Pourquoi Bricks l’a emporté
Face à des offres présentées par des professionnels locaux de la pâtisserie et du chocolat, le tribunal a retenu le projet de Bricks au motif qu’il offrait « la mieux-disante en termes de pérennité de l’activité et de garanties d’exécution, de sauvegarde de l’emploi et d’apurement du passif ». Le passif du groupe est évalué à 6 millions d'euros, principalement constitué d’arriérés de loyers. Pour rassurer le tribunal, Bricks s’est associé à un spécialiste du métier qui prendra la direction opérationnelle de l’entreprise.
« la mieux-disante en termes de pérennité de l’activité et de garanties d’exécution, de sauvegarde de l’emploi et d’apurement du passif »

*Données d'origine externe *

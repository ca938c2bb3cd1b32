//! Patient records and the record service.
//!
//! [`PatientService`] is the only place the classifier and the advisor are composed. It derives
//! the stored priority tier whenever vitals are written and attaches a fresh recommendation
//! whenever records are read for display.

use crate::error::{PatientError, PatientResult};
use crate::priority::{PriorityTier, VitalSigns};
use crate::recommendation::{recommend, Recommendation};
use crate::report::{PatientReport, RenderedReport, ReportRenderer};
use crate::store::PatientStore;
use crate::worklist::{priority_counts, sort_worklist};
use crate::NonEmptyText;
use chrono::{DateTime, Utc};
use serde::{Deserialize, Serialize};
use std::collections::BTreeMap;
use std::fmt;
use std::str::FromStr;
use std::sync::Arc;

/// Store-allocated patient identifier. Higher ids were admitted later.
#[derive(Clone, Copy, Debug, PartialEq, Eq, PartialOrd, Ord, Hash, Serialize, Deserialize)]
#[serde(transparent)]
pub struct PatientId(pub u64);

impl fmt::Display for PatientId {
    fn fmt(&self, f: &mut fmt::Formatter<'_>) -> fmt::Result {
        write!(f, "{}", self.0)
    }
}

impl FromStr for PatientId {
    type Err = PatientError;

    fn from_str(s: &str) -> PatientResult<Self> {
        s.trim()
            .parse::<u64>()
            .map(PatientId)
            .map_err(|_| PatientError::InvalidInput(format!("invalid patient id '{s}'")))
    }
}

/// A stored patient record.
#[derive(Clone, Debug, PartialEq, Serialize, Deserialize)]
pub struct PatientRecord {
    pub id: PatientId,
    pub name: NonEmptyText,
    pub vitals: VitalSigns,
    pub priority: PriorityTier,
    #[serde(default)]
    pub time_of_death: Option<DateTime<Utc>>,
    #[serde(default)]
    pub notes: Option<String>,
    #[serde(default)]
    pub surgery_required: bool,
    pub created_at: DateTime<Utc>,
    pub updated_at: DateTime<Utc>,
}

impl PatientRecord {
    /// Display-time recommendation for this record's notes.
    pub fn recommendation(&self) -> Recommendation {
        recommend(self.notes.as_deref())
    }
}

/// A record ready to be stored, before the store has allocated an id.
#[derive(Clone, Debug, PartialEq)]
pub struct NewRecord {
    pub name: NonEmptyText,
    pub vitals: VitalSigns,
    pub priority: PriorityTier,
    pub time_of_death: Option<DateTime<Utc>>,
    pub notes: Option<String>,
    pub surgery_required: bool,
    pub created_at: DateTime<Utc>,
}

impl NewRecord {
    pub fn into_record(self, id: PatientId) -> PatientRecord {
        PatientRecord {
            id,
            name: self.name,
            vitals: self.vitals,
            priority: self.priority,
            time_of_death: self.time_of_death,
            notes: self.notes,
            surgery_required: self.surgery_required,
            created_at: self.created_at,
            updated_at: self.created_at,
        }
    }
}

/// Caller-supplied details for a newly arrived patient.
#[derive(Clone, Debug, PartialEq)]
pub struct NewPatient {
    pub name: NonEmptyText,
    pub vitals: VitalSigns,
    pub notes: Option<String>,
    pub surgery_required: bool,
}

/// Replacement details for an existing patient. Every field overwrites the stored value.
pub type PatientUpdate = NewPatient;

/// A record paired with its display-time recommendation.
#[derive(Clone, Debug, PartialEq, Serialize)]
pub struct WorklistEntry {
    pub record: PatientRecord,
    pub recommendation: Recommendation,
}

impl From<PatientRecord> for WorklistEntry {
    fn from(record: PatientRecord) -> Self {
        let recommendation = record.recommendation();
        Self {
            record,
            recommendation,
        }
    }
}

/// Empty notes are stored as absent.
fn normalise_notes(notes: Option<String>) -> Option<String> {
    notes.filter(|n| !n.is_empty())
}

/// Time-of-death stamp after a re-classification.
///
/// Newly deceased patients are stamped with `now`; patients who were already deceased keep their
/// original stamp; anyone else has no stamp.
pub fn next_time_of_death(
    previous_priority: PriorityTier,
    previous_time_of_death: Option<DateTime<Utc>>,
    new_priority: PriorityTier,
    now: DateTime<Utc>,
) -> Option<DateTime<Utc>> {
    match (previous_priority, new_priority) {
        (PriorityTier::Deceased, PriorityTier::Deceased) => previous_time_of_death.or(Some(now)),
        (_, PriorityTier::Deceased) => Some(now),
        _ => None,
    }
}

/// Pure patient record operations - no API concerns
#[derive(Clone)]
pub struct PatientService {
    store: Arc<dyn PatientStore>,
}

impl PatientService {
    pub fn new(store: Arc<dyn PatientStore>) -> Self {
        Self { store }
    }

    /// Records a newly arrived patient and derives their priority tier.
    ///
    /// A patient classified as `Deceased` on arrival gets a time of death of now.
    ///
    /// # Errors
    ///
    /// Returns a `PatientError` if the store fails to persist the record.
    pub fn admit(&self, patient: NewPatient) -> PatientResult<PatientRecord> {
        let now = Utc::now();
        let priority = patient.vitals.priority();
        let time_of_death = (priority == PriorityTier::Deceased).then_some(now);

        let record = self.store.create(NewRecord {
            name: patient.name,
            vitals: patient.vitals,
            priority,
            time_of_death,
            notes: normalise_notes(patient.notes),
            surgery_required: patient.surgery_required,
            created_at: now,
        })?;

        tracing::info!(id = %record.id, priority = %record.priority, "patient admitted");
        Ok(record)
    }

    /// Replaces a patient's details and re-derives their priority tier.
    ///
    /// # Errors
    ///
    /// Returns `PatientError::NotFound` for an unknown id, or a store error.
    pub fn update(&self, id: PatientId, update: PatientUpdate) -> PatientResult<PatientRecord> {
        let priority = update.vitals.priority();

        // Applied under the store writer lock.
        let record = self.store.modify(
            id,
            Box::new(move |record: &mut PatientRecord| {
                let now = Utc::now();
                record.time_of_death =
                    next_time_of_death(record.priority, record.time_of_death, priority, now);
                record.name = update.name;
                record.vitals = update.vitals;
                record.priority = priority;
                record.notes = normalise_notes(update.notes);
                record.surgery_required = update.surgery_required;
                record.updated_at = now;
            }),
        )?;

        tracing::info!(id = %record.id, priority = %record.priority, "patient updated");
        Ok(record)
    }

    /// # Errors
    ///
    /// Returns `PatientError::NotFound` for an unknown id, or a store error.
    pub fn get(&self, id: PatientId) -> PatientResult<PatientRecord> {
        self.store.get(id)?.ok_or(PatientError::NotFound(id))
    }

    /// Removes a patient from the worklist.
    ///
    /// # Errors
    ///
    /// Returns `PatientError::NotFound` for an unknown id, or a store error.
    pub fn discharge(&self, id: PatientId) -> PatientResult<()> {
        if !self.store.delete(id)? {
            return Err(PatientError::NotFound(id));
        }
        tracing::info!(%id, "patient discharged");
        Ok(())
    }

    /// Every patient with a recommendation, most urgent first.
    pub fn worklist(&self) -> PatientResult<Vec<WorklistEntry>> {
        let mut records = self.store.list()?;
        sort_worklist(&mut records);
        Ok(records.into_iter().map(WorklistEntry::from).collect())
    }

    /// Number of patients in each tier that currently has patients.
    pub fn priority_counts(&self) -> PatientResult<BTreeMap<PriorityTier, usize>> {
        Ok(priority_counts(&self.store.list()?))
    }

    /// Renders a summary report for one patient.
    ///
    /// # Errors
    ///
    /// Returns `PatientError::NotFound` for an unknown id, or a renderer error.
    pub fn report(
        &self,
        id: PatientId,
        renderer: &dyn ReportRenderer,
    ) -> PatientResult<RenderedReport> {
        let record = self.get(id)?;
        let report = PatientReport::from_record(&record);
        Ok(RenderedReport {
            file_name: renderer.file_name(id),
            content_type: renderer.content_type(),
            body: renderer.render(&report)?,
        })
    }
}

Un acteur du crowdfunding immobilier entre dans la pâtisserie
La victoire de Bricks peut surprendre : l’acquéreur n’est pas un acteur traditionnel de la confection ou de la distribution alimentaire, mais un champion du crowdfunding immobilier. Son entrée dans la reprise d’une marque gastronomique illustre la diversification des investisseurs qui participent aujourd’hui au sauvetage d’entreprises en difficulté. L’offre de Bricks repose sur une combinaison de financements et d’un partenariat opérationnel qui vise à garantir la continuité des boutiques et la sauvegarde des emplois.
Conséquences pour les salariés, les boutiques et les clients
La décision du tribunal signifie que les points de vente de Baillardran ne devraient pas fermer immédiatement leurs portes. En l’état, la reprise vise :
- la préservation des boutiques aux devantures rouges ;
- la garantie d’un pilotage assuré par un professionnel de la pâtisserie ;
- l’apurement progressif du passif estimé à 6 M€.
Pour les salariés, le projet retenu place la question de l’emploi au cœur du dossier : le tribunal a explicitement valorisé les garanties offertes en matière de sauvegarde des postes. Pour la clientèle, la promesse est celle d’une continuité de l’offre et d’un maintien de l’identité gustative de la maison.
Enjeux et limites de l’opération
Si la reprise par un investisseur non spécialisé peut sauver l’outil industriel et commercial à court terme, plusieurs défis subsistent : la gestion opérationnelle quotidienne, le rétablissement comptable face à des arriérés importants, et la reconstruction de performances durables dans un secteur exigeant. La co-gestion avec un professionnel de la pâtisserie est une clef de lecture essentielle : elle vise à compenser le déficit d’expérience sectorielle de l’acquéreur financier.
| Élément | Valeur |
|---|---|
| Situation judiciaire | Redressement judiciaire (depuis le 22 avril) |
| Repreneur | Bricks (crowdfunding immobilier) |
| Passif estimé | 6 millions d'euros (majoritairement loyers) |
Au-delà du cas Baillardran, cette opération illustre une tendance plus large : des investisseurs financiers, parfois issus de secteurs adjacents, rivalisent avec des professionnels traditionnels pour reprendre des marques en difficulté. Le succès à long terme dépendra de la capacité du nouvel actionnariat à mettre en place une gouvernance opérationnelle solide et à restaurer la trésorerie et la rentabilité de l’enseigne.
La suite du dossier se jouera dans les prochaines semaines, lorsque seront précisées les modalités d’apurement du passif, les engagements de maintien d’emploi et le plan opérationnel porté par le professionnel de la pâtisserie associé à Bricks.